## Data
════════════════

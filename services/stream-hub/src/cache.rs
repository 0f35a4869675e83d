//! Time-ordered, timestamp-unique cache
//!
//! Each hub owns exactly one `TimeSeriesCache`. Entries are kept sorted by
//! timestamp and, once a mutation has settled, no two entries share one.
//! Lookups are binary searches on the timestamp; the hot append path checks
//! the last entry first so a repeat of the newest timestamp costs O(1).

use std::ops::Index;

use types::errors::StreamError;
use types::series::Series;
use types::timestamp::Timestamp;

/// Ordered sequence of cached items.
#[derive(Debug, Clone, PartialEq)]
pub struct TimeSeriesCache<T> {
    items: Vec<T>,
}

impl<T> Default for TimeSeriesCache<T> {
    fn default() -> Self {
        Self { items: Vec::new() }
    }
}

impl<T: Series> TimeSeriesCache<T> {
    pub fn new() -> Self {
        Self::default()
    }

    pub fn len(&self) -> usize {
        self.items.len()
    }

    pub fn is_empty(&self) -> bool {
        self.items.is_empty()
    }

    pub fn get(&self, index: usize) -> Option<&T> {
        self.items.get(index)
    }

    pub fn last(&self) -> Option<&T> {
        self.items.last()
    }

    pub fn as_slice(&self) -> &[T] {
        &self.items
    }

    pub fn iter(&self) -> std::slice::Iter<'_, T> {
        self.items.iter()
    }

    /// Append at the end and return the new index.
    ///
    /// The caller guarantees the item is newer than the current last entry.
    pub fn append(&mut self, item: T) -> usize {
        debug_assert!(
            self.last().map_or(true, |last| last.timestamp() < item.timestamp()),
            "append would break timestamp ordering"
        );
        self.items.push(item);
        self.items.len() - 1
    }

    /// Insert before the first entry whose timestamp exceeds the item's.
    /// Appends when no such entry exists.
    pub fn insert_sorted(&mut self, item: T) -> usize {
        let ts = item.timestamp();
        let index = self.items.partition_point(|x| x.timestamp() <= ts);
        self.items.insert(index, item);
        index
    }

    /// Replace the entry at `index`, returning the previous one.
    pub fn replace(&mut self, index: usize, item: T) -> Result<T, StreamError> {
        let len = self.items.len();
        let slot = self
            .items
            .get_mut(index)
            .ok_or(StreamError::IndexOutOfRange { index, len })?;
        Ok(std::mem::replace(slot, item))
    }

    pub fn remove_at(&mut self, index: usize) -> Result<T, StreamError> {
        if index >= self.items.len() {
            return Err(StreamError::IndexOutOfRange {
                index,
                len: self.items.len(),
            });
        }
        Ok(self.items.remove(index))
    }

    /// Index of the entry at exactly `ts`.
    pub fn find_index(&self, ts: Timestamp) -> Option<usize> {
        let last = self.items.last()?;
        if last.timestamp() == ts {
            return Some(self.items.len() - 1);
        }
        if last.timestamp() < ts {
            return None;
        }
        self.items
            .binary_search_by(|entry| entry.timestamp().cmp(&ts))
            .ok()
    }

    /// Index of an entry equal to `item` in both timestamp and payload.
    ///
    /// While a multi-step mutation is in flight a timestamp may be present
    /// more than once, so the search starts at the later end of the run of
    /// equal timestamps and walks back toward its start.
    pub fn index_of(&self, item: &T) -> Option<usize> {
        let ts = item.timestamp();
        let upper = self.items.partition_point(|x| x.timestamp() <= ts);
        self.items[..upper]
            .iter()
            .rev()
            .take_while(|x| x.timestamp() == ts)
            .position(|x| x == item)
            .map(|offset| upper - 1 - offset)
    }

    /// Lower bound: first index whose timestamp is `>= ts`.
    pub fn first_index_at_or_after(&self, ts: Timestamp) -> Option<usize> {
        let index = self.items.partition_point(|x| x.timestamp() < ts);
        (index < self.items.len()).then_some(index)
    }

    /// Remove `[index, len)` and return how many entries were dropped.
    pub fn truncate_from(&mut self, index: usize) -> usize {
        let removed = self.items.len().saturating_sub(index);
        self.items.truncate(index);
        removed
    }

    /// Remove every entry at or after `ts`.
    pub fn truncate_from_timestamp(&mut self, ts: Timestamp) -> usize {
        match self.first_index_at_or_after(ts) {
            Some(index) => self.truncate_from(index),
            None => 0,
        }
    }

    /// Drop the oldest `count` entries. Returns the timestamp of the newest
    /// one dropped.
    pub fn prune_front(&mut self, count: usize) -> Option<Timestamp> {
        let count = count.min(self.items.len());
        let to = self.items[..count].last()?.timestamp();
        self.items.drain(..count);
        Some(to)
    }

    /// Remove every entry at or before `ts`.
    pub fn remove_through(&mut self, ts: Timestamp) -> usize {
        let count = self.items.partition_point(|x| x.timestamp() <= ts);
        self.items.drain(..count);
        count
    }

    /// Check the settled-cache invariant: strictly increasing timestamps.
    pub fn is_strictly_ordered(&self) -> bool {
        self.items
            .windows(2)
            .all(|pair| pair[0].timestamp() < pair[1].timestamp())
    }
}

impl<T> Index<usize> for TimeSeriesCache<T> {
    type Output = T;

    fn index(&self, index: usize) -> &T {
        &self.items[index]
    }
}

impl<'a, T> IntoIterator for &'a TimeSeriesCache<T> {
    type Item = &'a T;
    type IntoIter = std::slice::Iter<'a, T>;

    fn into_iter(self) -> Self::IntoIter {
        self.items.iter()
    }
}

════════════════

## Exercise requirements
The exact lines of the material above starting at the one that contains "pub fn find_index(&self, ts: Timestamp)" and ending at the one that contains "let count = self.items.partition_point(|x|" are what to retype; leave out everything else.

## Result below
    pub fn find_index(&self, ts: Timestamp) -> Option<usize> {
        let last = self.items.last()?;
        if last.timestamp() == ts {
            return Some(self.items.len() - 1);
        }
        if last.timestamp() < ts {
            return None;
        }
        self.items
            .binary_search_by(|entry| entry.timestamp().cmp(&ts))
            .ok()
    }

    /// Index of an entry equal to `item` in both timestamp and payload.
    ///
    /// While a multi-step mutation is in flight a timestamp may be present
    /// more than once, so the search starts at the later end of the run of
    /// equal timestamps and walks back toward its start.
    pub fn index_of(&self, item: &T) -> Option<usize> {
        let ts = item.timestamp();
        let upper = self.items.partition_point(|x| x.timestamp() <= ts);
        self.items[..upper]
            .iter()
            .rev()
            .take_while(|x| x.timestamp() == ts)
            .position(|x| x == item)
            .map(|offset| upper - 1 - offset)
    }

    /// Lower bound: first index whose timestamp is `>= ts`.
    pub fn first_index_at_or_after(&self, ts: Timestamp) -> Option<usize> {
        let index = self.items.partition_point(|x| x.timestamp() < ts);
        (index < self.items.len()).then_some(index)
    }

    /// Remove `[index, len)` and return how many entries were dropped.
    pub fn truncate_from(&mut self, index: usize) -> usize {
        let removed = self.items.len().saturating_sub(index);
        self.items.truncate(index);
        removed
    }

    /// Remove every entry at or after `ts`.
    pub fn truncate_from_timestamp(&mut self, ts: Timestamp) -> usize {
        match self.first_index_at_or_after(ts) {
            Some(index) => self.truncate_from(index),
            None => 0,
        }
    }

    /// Drop the oldest `count` entries. Returns the timestamp of the newest
    /// one dropped.
    pub fn prune_front(&mut self, count: usize) -> Option<Timestamp> {
        let count = count.min(self.items.len());
        let to = self.items[..count].last()?.timestamp();
        self.items.drain(..count);
        Some(to)
    }

    /// Remove every entry at or before `ts`.
    pub fn remove_through(&mut self, ts: Timestamp) -> usize {
        let count = self.items.partition_point(|x| x.timestamp() <= ts);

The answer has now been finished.